How Valve actually takes its cut
Steam's revenue share is tiered per app, lifetime: 30% on the first $10M of net revenue, 25% on the next $40M, then 20% beyond $50M. Almost no game ever reaches the lower tiers — modeling at a flat 30% is realistic for everything except megahits.
- • Tiers are per-application, not per-publisher.
- • Revenue is counted net of refunds, VAT, and chargebacks.
- • Workshop and DLC follow the same tiers, attributed to the parent app.

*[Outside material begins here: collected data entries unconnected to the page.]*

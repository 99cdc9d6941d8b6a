mod common;

use axum::{
    Router,
    routing::{get, post},
};
use axum_test::TestServer;
use product_pipeline::api::handlers::{create_like_handler, like_count_handler};
use serde_json::json;
use sqlx::PgPool;

fn app(state: product_pipeline::AppState) -> TestServer {
    let app = Router::new()
        .route("/likes", post(create_like_handler))
        .route("/likes/{target_id}/count", get(like_count_handler))
        .with_state(state);

    TestServer::new(app).unwrap()
}

#[sqlx::test]
async fn test_create_like_accepted(pool: PgPool) {
    let (state, publisher) = common::create_test_state(pool);
    let server = app(state);

    let response = server
        .post("/likes")
        .json(&json!({ "actor_id": 1, "target_id": 2 }))
        .await;

    response.assert_status(axum::http::StatusCode::ACCEPTED);
    assert_eq!(response.json::<serde_json::Value>()["status"], "accepted");

    let published = publisher.take("likes.queue");
    assert_eq!(published.len(), 1);
    assert_eq!(published[0], br#"{"actor_id":1,"target_id":2}"#.to_vec());
}

#[sqlx::test]
async fn test_duplicate_like_requests_are_both_accepted(pool: PgPool) {
    let (state, publisher) = common::create_test_state(pool);
    let server = app(state);

    for _ in 0..2 {
        server
            .post("/likes")
            .json(&json!({ "actor_id": 1, "target_id": 2 }))
            .await
            .assert_status(axum::http::StatusCode::ACCEPTED);
    }

    assert_eq!(publisher.take("likes.queue").len(), 2);
}

#[sqlx::test]
async fn test_create_like_invalid(pool: PgPool) {
    let (state, publisher) = common::create_test_state(pool);
    let server = app(state);

    for body in [
        json!({ "actor_id": 0, "target_id": 2 }),
        json!({ "actor_id": 1 }),
        json!({ "actor_id": "a", "target_id": 2 }),
    ] {
        server
            .post("/likes")
            .json(&body)
            .await
            .assert_status_bad_request();
    }

    assert!(publisher.published().is_empty());
}

#[sqlx::test]
async fn test_like_count(pool: PgPool) {
    common::insert_like(&pool, 1, 10).await;
    common::insert_like(&pool, 2, 10).await;

    let (state, _publisher) = common::create_test_state(pool);
    let server = app(state);

    let response = server.get("/likes/10/count").await;

    response.assert_status_ok();
    assert_eq!(
        response.json::<serde_json::Value>(),
        json!({ "target_id": 10, "likes": 2 })
    );

    let response = server.get("/likes/11/count").await;
    assert_eq!(response.json::<serde_json::Value>()["likes"], 0);
}

#[sqlx::test]
async fn test_like_count_rejects_non_positive_target(pool: PgPool) {
    let (state, _publisher) = common::create_test_state(pool);
    let server = app(state);

    let response = server.get("/likes/0/count").await;

    response.assert_status_bad_request();
    assert_eq!(
        response.json::<serde_json::Value>()["error"]["code"],
        "validation_error"
    );
}
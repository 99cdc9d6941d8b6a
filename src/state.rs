//! Shared application state for HTTP handlers.

use std::sync::Arc;

use crate::application::services::{LikeService, ProductService};
use crate::infrastructure::broker::MessagePublisher;
use crate::infrastructure::cache::CacheService;
use crate::infrastructure::persistence::{PgLikeRepository, PgProductRepository};
use crate::worker::WorkerProbe;

/// State injected into every handler. Cheap to clone.
#[derive(Clone)]
pub struct AppState {
    pub product_service: Arc<ProductService<PgProductRepository>>,
    pub like_service: Arc<LikeService<PgLikeRepository>>,
    pub cache: Arc<dyn CacheService>,
    pub publisher: Arc<dyn MessagePublisher>,
    /// Status of the consumers running in this process. Empty when the
    /// process only serves HTTP.
    pub workers: Arc<[WorkerProbe]>,
}
//! DTOs for health check endpoint.

use serde::Serialize;

use crate::worker::WorkerStatus;

/// Health check response with component status.
#[derive(Debug, Serialize)]
pub struct HealthResponse {
    pub status: String,
    pub version: String,
    pub checks: HealthChecks,
}

/// Health status for each system component.
#[derive(Debug, Serialize)]
pub struct HealthChecks {
    pub database: CheckStatus,
    pub cache: CheckStatus,
    pub broker: CheckStatus,
    pub workers: Vec<WorkerCheck>,
}

/// Individual component health status.
#[derive(Debug, Serialize)]
pub struct CheckStatus {
    pub status: String,

    #[serde(skip_serializing_if = "Option::is_none")]
    pub message: Option<String>,
}

impl CheckStatus {
    pub fn ok(message: impl Into<String>) -> Self {
        Self {
            status: "ok".to_string(),
            message: Some(message.into()),
        }
    }

    pub fn error(message: impl Into<String>) -> Self {
        Self {
            status: "error".to_string(),
            message: Some(message.into()),
        }
    }

    pub fn is_ok(&self) -> bool {
        self.status == "ok"
    }
}

/// Status of one supervised queue consumer.
#[derive(Debug, Serialize)]
pub struct WorkerCheck {
    pub name: &'static str,
    pub status: String,
    pub worker: WorkerStatus,
}
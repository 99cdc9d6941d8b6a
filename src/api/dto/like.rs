//! DTOs for like endpoints.

use serde::{Deserialize, Serialize};

/// Response for `GET /likes/{target_id}/count`.
#[derive(Debug, Serialize, Deserialize)]
pub struct LikeCountResponse {
    pub target_id: i64,
    pub likes: i64,
}
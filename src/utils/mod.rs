//! Small helpers shared across layers.
//!
//! - [`deadline`] - timeouts for broker, store and cache round-trips

pub mod deadline;

pub use deadline::with_deadline;
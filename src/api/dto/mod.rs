//! Data Transfer Objects for API responses.
//!
//! Request bodies are the queue messages in [`crate::domain::messages`];
//! they are validated there so the producer and the worker agree on them.

pub mod accepted;
pub mod health;
pub mod like;
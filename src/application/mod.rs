//! Application layer services.
//!
//! Services sit between the HTTP handlers and the infrastructure. They
//! validate input, publish work to the broker, and serve reads through the
//! cache. Repositories are generic parameters so unit tests can substitute
//! `mockall` mocks.
//!
//! # Available Services
//!
//! - [`services::product_service::ProductService`] - product ingestion and cached listing
//! - [`services::like_service::LikeService`] - like ingestion and per-target counts

pub mod services;
//! PostgreSQL implementation of product repository.

use async_trait::async_trait;
use sqlx::PgPool;
use std::sync::Arc;

use crate::domain::entities::{NewProduct, Product};
use crate::domain::repositories::ProductRepository;
use crate::error::AppError;

pub struct PgProductRepository {
    pool: Arc<PgPool>,
}

impl PgProductRepository {
    pub fn new(pool: Arc<PgPool>) -> Self {
        Self { pool }
    }
}

#[async_trait]
impl ProductRepository for PgProductRepository {
    async fn insert(&self, product: NewProduct) -> Result<Product, AppError> {
        let row = sqlx::query_as::<_, Product>(
            r#"
            INSERT INTO products (name, stock)
            VALUES ($1, $2)
            RETURNING id, name, stock
            "#,
        )
        .bind(&product.name)
        .bind(product.stock)
        .fetch_one(self.pool.as_ref())
        .await?;

        Ok(row)
    }

    async fn list_all(&self) -> Result<Vec<Product>, AppError> {
        let rows =
            sqlx::query_as::<_, Product>("SELECT id, name, stock FROM products ORDER BY id")
                .fetch_all(self.pool.as_ref())
                .await?;

        Ok(rows)
    }

    async fn ping(&self) -> Result<(), AppError> {
        sqlx::query("SELECT 1").execute(self.pool.as_ref()).await?;
        Ok(())
    }
}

Refunds, VAT, and the gap between gross and net
Steam's 2-hour / 14-day refund policy means 6–10% of indie revenue evaporates before Valve takes its cut. Regional VAT (especially EU 19–25%) is pulled out before payout. The number on SteamSpy is gross — the number that hits your bank is much smaller.
FAQ
What percentage does Steam take?
30% by default, dropping to 25% on lifetime revenue past $10M and 20% past $50M (per game). Almost no game ever hits those breakpoints — assume 30% for planning.
Does Steam take its cut before or after refunds?
After. Valve calculates its cut on net revenue (after refunds, VAT, and chargebacks), not gross sales.
How much do indie games typically net on Steam?
After Valve, refunds, and VAT, indie devs typically keep 50–60% of the gross list-price revenue. Discounting and high refund rates can push that under 45%.